Print out every record below, exactly as written.
____________________
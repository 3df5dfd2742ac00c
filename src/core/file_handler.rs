use std::fs;
use std::io::Write;
use std::path::{Path, PathBuf};

use rayon::prelude::*;
use serde::Serialize;

use super::CoreError;

const EMPTY_FILE_MARKER: &str = "empty file.";
const UNREADABLE_FILE_MARKER: &str = "[Could not read file]";

/// Outcome of a completed export.
#[derive(Serialize, Clone, Debug, PartialEq, Eq)]
pub struct ExportReport {
    pub output_path: PathBuf,
    pub files_written: usize,
    /// Selected files whose content was replaced by the unreadable marker.
    pub unreadable_files: Vec<PathBuf>,
    pub bytes_written: u64,
}

/// Concatenates selected files into a single text export.
pub struct FileHandler;

impl FileHandler {
    /// Builds the export text for `selected_files`, in the given order.
    ///
    /// Each file becomes `"<path>:\n<content>\n\n"` with the content trimmed.
    /// Unreadable or non-UTF-8 files get a marker instead of aborting the export.
    /// Returns the text and the files that could not be read.
    pub fn concatenate(selected_files: &[PathBuf]) -> (String, Vec<PathBuf>) {
        let sections: Vec<(String, bool)> = selected_files
            .par_iter()
            .map(|path| match Self::read_file_content(path) {
                Ok(content) => {
                    let content = content.trim();
                    let body = if content.is_empty() {
                        EMPTY_FILE_MARKER
                    } else {
                        content
                    };
                    (format!("{}:\n{}\n\n", path.display(), body), true)
                }
                Err(e) => {
                    tracing::warn!("{}", e);
                    (
                        format!("{}:\n{}\n\n", path.display(), UNREADABLE_FILE_MARKER),
                        false,
                    )
                }
            })
            .collect();

        let mut content = String::new();
        let mut unreadable = Vec::new();
        for ((section, readable), path) in sections.into_iter().zip(selected_files) {
            content.push_str(&section);
            if !readable {
                unreadable.push(path.clone());
            }
        }

        (content, unreadable)
    }

    /// Writes the export for `selected_files` to `output_path`.
    ///
    /// The parent directory is created if needed, and the file is replaced
    /// atomically so a failed export never leaves a truncated file behind.
    pub fn write_export(
        selected_files: &[PathBuf],
        output_path: &Path,
    ) -> Result<ExportReport, CoreError> {
        if selected_files.is_empty() {
            return Err(CoreError::NothingSelected);
        }

        let (content, unreadable_files) = Self::concatenate(selected_files);

        let parent = match output_path.parent() {
            Some(p) if !p.as_os_str().is_empty() => p.to_path_buf(),
            _ => PathBuf::from("."),
        };
        fs::create_dir_all(&parent).map_err(|e| CoreError::Io(e, parent.clone()))?;

        let mut temp = tempfile::NamedTempFile::new_in(&parent)
            .map_err(|e| CoreError::Io(e, parent.clone()))?;
        let temp_path = temp.path().to_path_buf();
        temp.write_all(content.as_bytes())
            .and_then(|_| temp.flush())
            .map_err(|e| CoreError::Io(e, temp_path))?;
        temp.persist(output_path)
            .map_err(|e| CoreError::Io(e.error, output_path.to_path_buf()))?;

        tracing::info!(
            "Exported {} files ({} unreadable) to {}",
            selected_files.len(),
            unreadable_files.len(),
            output_path.display()
        );

        Ok(ExportReport {
            output_path: output_path.to_path_buf(),
            files_written: selected_files.len(),
            unreadable_files,
            bytes_written: content.len() as u64,
        })
    }

    fn read_file_content(file_path: &Path) -> Result<String, CoreError> {
        fs::read_to_string(file_path)
            .map_err(|e| CoreError::FileUnreadable(e, file_path.to_path_buf()))
    }
}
____________________
> [Your solution]
repository 3df5dfd2742ac00c
filename src/core/file_handler.rs
use std::fs;
use std::io::Write;
use std::path::{Path, PathBuf};

use rayon::prelude::*;
use serde::Serialize;

use super::CoreError;

const EMPTY_FILE_MARKER: &str = "empty file.";
const UNREADABLE_FILE_MARKER: &str = "[Could not read file]";

/// Outcome of a completed export.
#[derive(Serialize, Clone, Debug, PartialEq, Eq)]
pub struct ExportReport {
    pub output_path: PathBuf,
    pub files_written: usize,
    /// Selected files whose content was replaced by the unreadable marker.
    pub unreadable_files: Vec<PathBuf>,
    pub bytes_written: u64,
}

/// Concatenates selected files into a single text export.
pub struct FileHandler;

impl FileHandler {
    /// Builds the export text for `selected_files`, in the given order.
    ///
    /// Each file becomes `"<path>:\n<content>\n\n"` with the content trimmed.
    /// Unreadable or non-UTF-8 files get a marker instead of aborting the export.
    /// Returns the text and the files that could not be read.
    pub fn concatenate(selected_files: &[PathBuf]) -> (String, Vec<PathBuf>) {
        let sections: Vec<(String, bool)> = selected_files
            .par_iter()
            .map(|path| match Self::read_file_content(path) {
                Ok(content) => {
                    let content = content.trim();
                    let body = if content.is_empty() {
                        EMPTY_FILE_MARKER
                    } else {
                        content
                    };
                    (format!("{}:\n{}\n\n", path.display(), body), true)
                }
                Err(e) => {
                    tracing::warn!("{}", e);
                    (
                        format!("{}:\n{}\n\n", path.display(), UNREADABLE_FILE_MARKER),
                        false,
                    )
                }
            })
            .collect();

        let mut content = String::new();
        let mut unreadable = Vec::new();
        for ((section, readable), path) in sections.into_iter().zip(selected_files) {
            content.push_str(&section);
            if !readable {
                unreadable.push(path.clone());
            }
        }

        (content, unreadable)
    }

    /// Writes the export for `selected_files` to `output_path`.
    ///
    /// The parent directory is created if needed, and the file is replaced
    /// atomically so a failed export never leaves a truncated file behind.
    pub fn write_export(
        selected_files: &[PathBuf],
        output_path: &Path,
    ) -> Result<ExportReport, CoreError> {
        if selected_files.is_empty() {
            return Err(CoreError::NothingSelected);
        }

        let (content, unreadable_files) = Self::concatenate(selected_files);

        let parent = match output_path.parent() {
            Some(p) if !p.as_os_str().is_empty() => p.to_path_buf(),
            _ => PathBuf::from("."),
        };
        fs::create_dir_all(&parent).map_err(|e| CoreError::Io(e, parent.clone()))?;

        let mut temp = tempfile::NamedTempFile::new_in(&parent)
            .map_err(|e| CoreError::Io(e, parent.clone()))?;
        let temp_path = temp.path().to_path_buf();
        temp.write_all(content.as_bytes())
            .and_then(|_| temp.flush())
            .map_err(|e| CoreError::Io(e, temp_path))?;
        temp.persist(output_path)
            .map_err(|e| CoreError::Io(e.error, output_path.to_path_buf()))?;

        tracing::info!(
            "Exported {} files ({} unreadable) to {}",
            selected_files.len(),
            unreadable_files.len(),
            output_path.display()
        );

        Ok(ExportReport {
            output_path: output_path.to_path_buf(),
            files_written: selected_files.len(),
            unreadable_files,
            bytes_written: content.len() as u64,
        })
    }

    fn read_file_content(file_path: &Path) -> Result<String, CoreError> {
        fs::read_to_string(file_path)
            .map_err(|e| CoreError::FileUnreadable(e, file_path.to_path_buf()))
    }
}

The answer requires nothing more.